**PROMPT**: Reproduce the records below in their entirety, exactly as shown.

**ENTRIES PROVIDED**:
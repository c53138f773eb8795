//! Per-room player registry: identity, role, position, viewport, and the
//! outbound connection handle for each seated player.

use concord_protocol::{PublicPlayer, ServerToClient};
use tokio::sync::mpsc;
use uuid::Uuid;

pub type Outbound = mpsc::UnboundedSender<ServerToClient>;

pub struct Player {
    pub conn: Uuid,
    pub player_id: Uuid,
    pub name: String,
    pub role: String,
    pub x: f64,
    pub y: f64,
    pub viewport_width: f64,
    pub viewport_height: f64,
    pub tx: Outbound,
}

#[derive(Debug, thiserror::Error)]
pub enum JoinError {
    #[error("room is full ({capacity} players)")]
    RoomFull { capacity: usize },
}

/// Players in join order, keyed by connection id.
pub struct SessionRegistry {
    players: Vec<Player>,
    capacity: usize,
}

impl SessionRegistry {
    pub fn new(capacity: usize) -> Self {
        SessionRegistry {
            players: Vec::new(),
            capacity,
        }
    }

    pub fn len(&self) -> usize {
        self.players.len()
    }

    pub fn is_empty(&self) -> bool {
        self.players.is_empty()
    }

    pub fn join(&mut self, player: Player) -> Result<(), JoinError> {
        if self.players.len() >= self.capacity {
            return Err(JoinError::RoomFull {
                capacity: self.capacity,
            });
        }
        self.players.push(player);
        Ok(())
    }

    /// Updates a known connection's position. Returns false for unknown
    /// connections; stale movers are not an error to the caller.
    pub fn move_to(&mut self, conn: Uuid, x: f64, y: f64) -> bool {
        match self.players.iter_mut().find(|p| p.conn == conn) {
            Some(p) => {
                p.x = x;
                p.y = y;
                true
            }
            None => false,
        }
    }

    pub fn leave(&mut self, conn: Uuid) -> Option<Player> {
        let pos = self.players.iter().position(|p| p.conn == conn)?;
        Some(self.players.remove(pos))
    }

    pub fn get(&self, conn: Uuid) -> Option<&Player> {
        self.players.iter().find(|p| p.conn == conn)
    }

    pub fn players(&self) -> impl Iterator<Item = &Player> {
        self.players.iter()
    }

    pub fn snapshot(&self) -> Vec<PublicPlayer> {
        self.players
            .iter()
            .map(|p| PublicPlayer {
                id: p.player_id,
                name: p.name.clone(),
                role: p.role.clone(),
                x: p.x,
                y: p.y,
            })
            .collect()
    }

    pub fn roles(&self) -> Vec<String> {
        self.players.iter().map(|p| p.role.clone()).collect()
    }
}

**EXERCISE SOLUTION**:
repository c53138f773eb8795
//! Per-room player registry: identity, role, position, viewport, and the
//! outbound connection handle for each seated player.

use concord_protocol::{PublicPlayer, ServerToClient};
use tokio::sync::mpsc;
use uuid::Uuid;

pub type Outbound = mpsc::UnboundedSender<ServerToClient>;

pub struct Player {
    pub conn: Uuid,
    pub player_id: Uuid,
    pub name: String,
    pub role: String,
    pub x: f64,
    pub y: f64,
    pub viewport_width: f64,
    pub viewport_height: f64,
    pub tx: Outbound,
}

#[derive(Debug, thiserror::Error)]
pub enum JoinError {
    #[error("room is full ({capacity} players)")]
    RoomFull { capacity: usize },
}

/// Players in join order, keyed by connection id.
pub struct SessionRegistry {
    players: Vec<Player>,
    capacity: usize,
}

impl SessionRegistry {
    pub fn new(capacity: usize) -> Self {
        SessionRegistry {
            players: Vec::new(),
            capacity,
        }
    }

    pub fn len(&self) -> usize {
        self.players.len()
    }

    pub fn is_empty(&self) -> bool {
        self.players.is_empty()
    }

    pub fn join(&mut self, player: Player) -> Result<(), JoinError> {
        if self.players.len() >= self.capacity {
            return Err(JoinError::RoomFull {
                capacity: self.capacity,
            });
        }
        self.players.push(player);
        Ok(())
    }

    /// Updates a known connection's position. Returns false for unknown
    /// connections; stale movers are not an error to the caller.
    pub fn move_to(&mut self, conn: Uuid, x: f64, y: f64) -> bool {
        match self.players.iter_mut().find(|p| p.conn == conn) {
            Some(p) => {
                p.x = x;
                p.y = y;
                true
            }
            None => false,
        }
    }

    pub fn leave(&mut self, conn: Uuid) -> Option<Player> {
        let pos = self.players.iter().position(|p| p.conn == conn)?;
        Some(self.players.remove(pos))
    }

    pub fn get(&self, conn: Uuid) -> Option<&Player> {
        self.players.iter().find(|p| p.conn == conn)
    }

    pub fn players(&self) -> impl Iterator<Item = &Player> {
        self.players.iter()
    }

    pub fn snapshot(&self) -> Vec<PublicPlayer> {
        self.players
            .iter()
            .map(|p| PublicPlayer {
                id: p.player_id,
                name: p.name.clone(),
                role: p.role.clone(),
                x: p.x,
                y: p.y,
            })
            .collect()
    }

    pub fn roles(&self) -> Vec<String> {
        self.players.iter().map(|p| p.role.clone()).collect()
    }
}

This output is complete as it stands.